WHAT NEEDS TO BE DONE – The line containing "if let Some(parent)" marks the start, and the last line of the records below marks the end. Print that run exactly and nothing else.

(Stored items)
════
//! File-system helpers.
use anyhow::{Context as _, Result};
use std::path::Path;

/// Ensure the parent directory of `path` exists, creating it (and any
/// ancestors) if necessary.
///
/// # Errors
///
/// Returns an error if the directory cannot be created.
pub fn ensure_parent_dir(path: &Path) -> Result<()> {
    if let Some(parent) = path.parent() {
        std::fs::create_dir_all(parent)
            .with_context(|| format!("create parent: {}", parent.display()))?;
    }
    Ok(())
}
════
ANSWER FOR THE TASK –
    if let Some(parent) = path.parent() {
        std::fs::create_dir_all(parent)
            .with_context(|| format!("create parent: {}", parent.display()))?;
    }
    Ok(())
}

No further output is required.